▶ [Exercise instructions] Each entry below should be reproduced character for character.

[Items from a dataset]
|---|
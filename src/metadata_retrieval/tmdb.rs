//! The Movie Database metadata provider implementation.
//!
//! Uses TMDB API v3: https://developer.themoviedb.org/docs

use super::tmdb_types::{TvSeasonDetailsResponse, TvShowSearchResponse, TvShowSearchResult};
use super::{MetadataError, MetadataProvider};
use serde::de::DeserializeOwned;
use std::collections::HashMap;
use std::sync::{Arc, Mutex, OnceLock};
use tracing::{debug, info, warn};

const BASE_URL: &str = "https://api.themoviedb.org/3";

/// Metadata provider for The Movie Database.
///
/// Resolves the show id once per `(show name, show year)` via the search
/// endpoint, then fetches episode titles per season. The id resolution is
/// cached for the lifetime of the provider and coalesces concurrent
/// lookups of the same show onto a single remote call.
pub struct TmdbProvider {
    client: reqwest::blocking::Client,
    base_url: String,
    api_key: String,
    id_cache: ShowIdCache,
}

impl TmdbProvider {
    /// Creates a new TMDB provider using the given API key.
    pub fn new(api_key: String) -> Self {
        Self {
            client: reqwest::blocking::Client::new(),
            base_url: BASE_URL.to_string(),
            api_key,
            id_cache: ShowIdCache::default(),
        }
    }

    /// Performs a GET request against the API and decodes the JSON response.
    ///
    /// The API key is sent as a query parameter and never becomes part of
    /// the endpoint string used in logs and error messages.
    fn get_json<T: DeserializeOwned>(
        &self,
        path: &str,
        params: &[(&str, &str)],
    ) -> Result<T, MetadataError> {
        let endpoint = format!("{}{path}", self.base_url);
        debug!("TMDB request: {endpoint}");

        let mut all_params = vec![("api_key", self.api_key.as_str())];
        all_params.extend_from_slice(params);

        let response = self
            .client
            .get(&endpoint)
            .query(&all_params)
            .send()
            .map_err(|e| MetadataError::Request {
                endpoint: endpoint.clone(),
                reason: e.to_string(),
            })?;

        let status = response.status();
        if !status.is_success() {
            return Err(MetadataError::Request {
                endpoint,
                reason: format!(
                    "HTTP {} {}",
                    status.as_u16(),
                    status.canonical_reason().unwrap_or("Unknown")
                ),
            });
        }

        response.json().map_err(|e| MetadataError::Parse {
            endpoint,
            reason: e.to_string(),
        })
    }

    fn resolve_show_id(&self, show_name: &str, show_year: u16) -> Result<u64, MetadataError> {
        debug!("resolving show id for {show_name} ({show_year})");

        let year = show_year.to_string();
        let response: TvShowSearchResponse = self.get_json(
            "/search/tv",
            &[("query", show_name), ("first_air_date_year", year.as_str())],
        )?;

        pick_search_result(show_name, show_year, response.results)
    }
}

impl MetadataProvider for TmdbProvider {
    fn episode_titles(
        &self,
        show_name: &str,
        show_year: u16,
        season: u32,
    ) -> Result<HashMap<u32, String>, MetadataError> {
        debug!("episode_titles(show_name={show_name}, show_year={show_year}, season={season})");

        let show_id = self
            .id_cache
            .get_or_resolve(show_name, show_year, || {
                self.resolve_show_id(show_name, show_year)
            })?;

        let response: TvSeasonDetailsResponse =
            self.get_json(&format!("/tv/{show_id}/season/{season}"), &[])?;

        Ok(response
            .episodes
            .into_iter()
            .map(|episode| (episode.episode_number, episode.name))
            .collect())
    }
}

/// Picks the show id out of a list of search results.
///
/// An empty list is fatal. Multiple results are not: the first result as
/// returned by the API is used deterministically and a warning is logged,
/// so repeated runs always resolve the same show.
fn pick_search_result(
    show_name: &str,
    show_year: u16,
    results: Vec<TvShowSearchResult>,
) -> Result<u64, MetadataError> {
    if results.is_empty() {
        return Err(MetadataError::NoMatchFound {
            show_name: show_name.to_string(),
            show_year,
        });
    }

    if results.len() > 1 {
        let names: Vec<&str> = results.iter().map(|r| r.name.as_str()).collect();
        warn!(
            "{} search results for {show_name} ({show_year}), taking the first one: {names:?}",
            results.len()
        );
    }

    let result = &results[0];
    info!(
        "using data for show: {}. First aired: {}. Overview: {}",
        result.name,
        result.first_air_date.as_deref().unwrap_or("unknown"),
        result.overview.as_deref().unwrap_or("")
    );
    Ok(result.id)
}

/// Per-run cache of resolved show ids, keyed by `(show name, show year)`.
///
/// Guarantees at most one in-flight resolution per key: the first caller
/// runs the resolver inside the key's `OnceLock`, concurrent callers for
/// the same key block on it and share the stored result, success or
/// failure. The outer mutex is only held while looking up the cell, never
/// during resolution.
#[derive(Default)]
struct ShowIdCache {
    entries: Mutex<HashMap<(String, u16), Arc<OnceLock<Result<u64, MetadataError>>>>>,
}

impl ShowIdCache {
    fn get_or_resolve(
        &self,
        show_name: &str,
        show_year: u16,
        resolve: impl FnOnce() -> Result<u64, MetadataError>,
    ) -> Result<u64, MetadataError> {
        let cell = {
            let mut entries = self.entries.lock().expect("show id cache lock poisoned");
            entries
                .entry((show_name.to_string(), show_year))
                .or_default()
                .clone()
        };

        cell.get_or_init(resolve).clone()
    }
}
|---|
▶ [Solved problem]
filename src/metadata_retrieval/tmdb.rs
//! The Movie Database metadata provider implementation.
//!
//! Uses TMDB API v3: https://developer.themoviedb.org/docs

use super::tmdb_types::{TvSeasonDetailsResponse, TvShowSearchResponse, TvShowSearchResult};
use super::{MetadataError, MetadataProvider};
use serde::de::DeserializeOwned;
use std::collections::HashMap;
use std::sync::{Arc, Mutex, OnceLock};
use tracing::{debug, info, warn};

const BASE_URL: &str = "https://api.themoviedb.org/3";

/// Metadata provider for The Movie Database.
///
/// Resolves the show id once per `(show name, show year)` via the search
/// endpoint, then fetches episode titles per season. The id resolution is
/// cached for the lifetime of the provider and coalesces concurrent
/// lookups of the same show onto a single remote call.
pub struct TmdbProvider {
    client: reqwest::blocking::Client,
    base_url: String,
    api_key: String,
    id_cache: ShowIdCache,
}

impl TmdbProvider {
    /// Creates a new TMDB provider using the given API key.
    pub fn new(api_key: String) -> Self {
        Self {
            client: reqwest::blocking::Client::new(),
            base_url: BASE_URL.to_string(),
            api_key,
            id_cache: ShowIdCache::default(),
        }
    }

    /// Performs a GET request against the API and decodes the JSON response.
    ///
    /// The API key is sent as a query parameter and never becomes part of
    /// the endpoint string used in logs and error messages.
    fn get_json<T: DeserializeOwned>(
        &self,
        path: &str,
        params: &[(&str, &str)],
    ) -> Result<T, MetadataError> {
        let endpoint = format!("{}{path}", self.base_url);
        debug!("TMDB request: {endpoint}");

        let mut all_params = vec![("api_key", self.api_key.as_str())];
        all_params.extend_from_slice(params);

        let response = self
            .client
            .get(&endpoint)
            .query(&all_params)
            .send()
            .map_err(|e| MetadataError::Request {
                endpoint: endpoint.clone(),
                reason: e.to_string(),
            })?;

        let status = response.status();
        if !status.is_success() {
            return Err(MetadataError::Request {
                endpoint,
                reason: format!(
                    "HTTP {} {}",
                    status.as_u16(),
                    status.canonical_reason().unwrap_or("Unknown")
                ),
            });
        }

        response.json().map_err(|e| MetadataError::Parse {
            endpoint,
            reason: e.to_string(),
        })
    }

    fn resolve_show_id(&self, show_name: &str, show_year: u16) -> Result<u64, MetadataError> {
        debug!("resolving show id for {show_name} ({show_year})");

        let year = show_year.to_string();
        let response: TvShowSearchResponse = self.get_json(
            "/search/tv",
            &[("query", show_name), ("first_air_date_year", year.as_str())],
        )?;

        pick_search_result(show_name, show_year, response.results)
    }
}

impl MetadataProvider for TmdbProvider {
    fn episode_titles(
        &self,
        show_name: &str,
        show_year: u16,
        season: u32,
    ) -> Result<HashMap<u32, String>, MetadataError> {
        debug!("episode_titles(show_name={show_name}, show_year={show_year}, season={season})");

        let show_id = self
            .id_cache
            .get_or_resolve(show_name, show_year, || {
                self.resolve_show_id(show_name, show_year)
            })?;

        let response: TvSeasonDetailsResponse =
            self.get_json(&format!("/tv/{show_id}/season/{season}"), &[])?;

        Ok(response
            .episodes
            .into_iter()
            .map(|episode| (episode.episode_number, episode.name))
            .collect())
    }
}

/// Picks the show id out of a list of search results.
///
/// An empty list is fatal. Multiple results are not: the first result as
/// returned by the API is used deterministically and a warning is logged,
/// so repeated runs always resolve the same show.
fn pick_search_result(
    show_name: &str,
    show_year: u16,
    results: Vec<TvShowSearchResult>,
) -> Result<u64, MetadataError> {
    if results.is_empty() {
        return Err(MetadataError::NoMatchFound {
            show_name: show_name.to_string(),
            show_year,
        });
    }

    if results.len() > 1 {
        let names: Vec<&str> = results.iter().map(|r| r.name.as_str()).collect();
        warn!(
            "{} search results for {show_name} ({show_year}), taking the first one: {names:?}",
            results.len()
        );
    }

    let result = &results[0];
    info!(
        "using data for show: {}. First aired: {}. Overview: {}",
        result.name,
        result.first_air_date.as_deref().unwrap_or("unknown"),
        result.overview.as_deref().unwrap_or("")
    );
    Ok(result.id)
}

/// Per-run cache of resolved show ids, keyed by `(show name, show year)`.
///
/// Guarantees at most one in-flight resolution per key: the first caller
/// runs the resolver inside the key's `OnceLock`, concurrent callers for
/// the same key block on it and share the stored result, success or
/// failure. The outer mutex is only held while looking up the cell, never
/// during resolution.
#[derive(Default)]
struct ShowIdCache {
    entries: Mutex<HashMap<(String, u16), Arc<OnceLock<Result<u64, MetadataError>>>>>,
}

impl ShowIdCache {
    fn get_or_resolve(
        &self,
        show_name: &str,
        show_year: u16,
        resolve: impl FnOnce() -> Result<u64, MetadataError>,
    ) -> Result<u64, MetadataError> {
        let cell = {
            let mut entries = self.entries.lock().expect("show id cache lock poisoned");
            entries
                .entry((show_name.to_string(), show_year))
                .or_default()
                .clone()
        };

        cell.get_or_init(resolve).clone()
    }
}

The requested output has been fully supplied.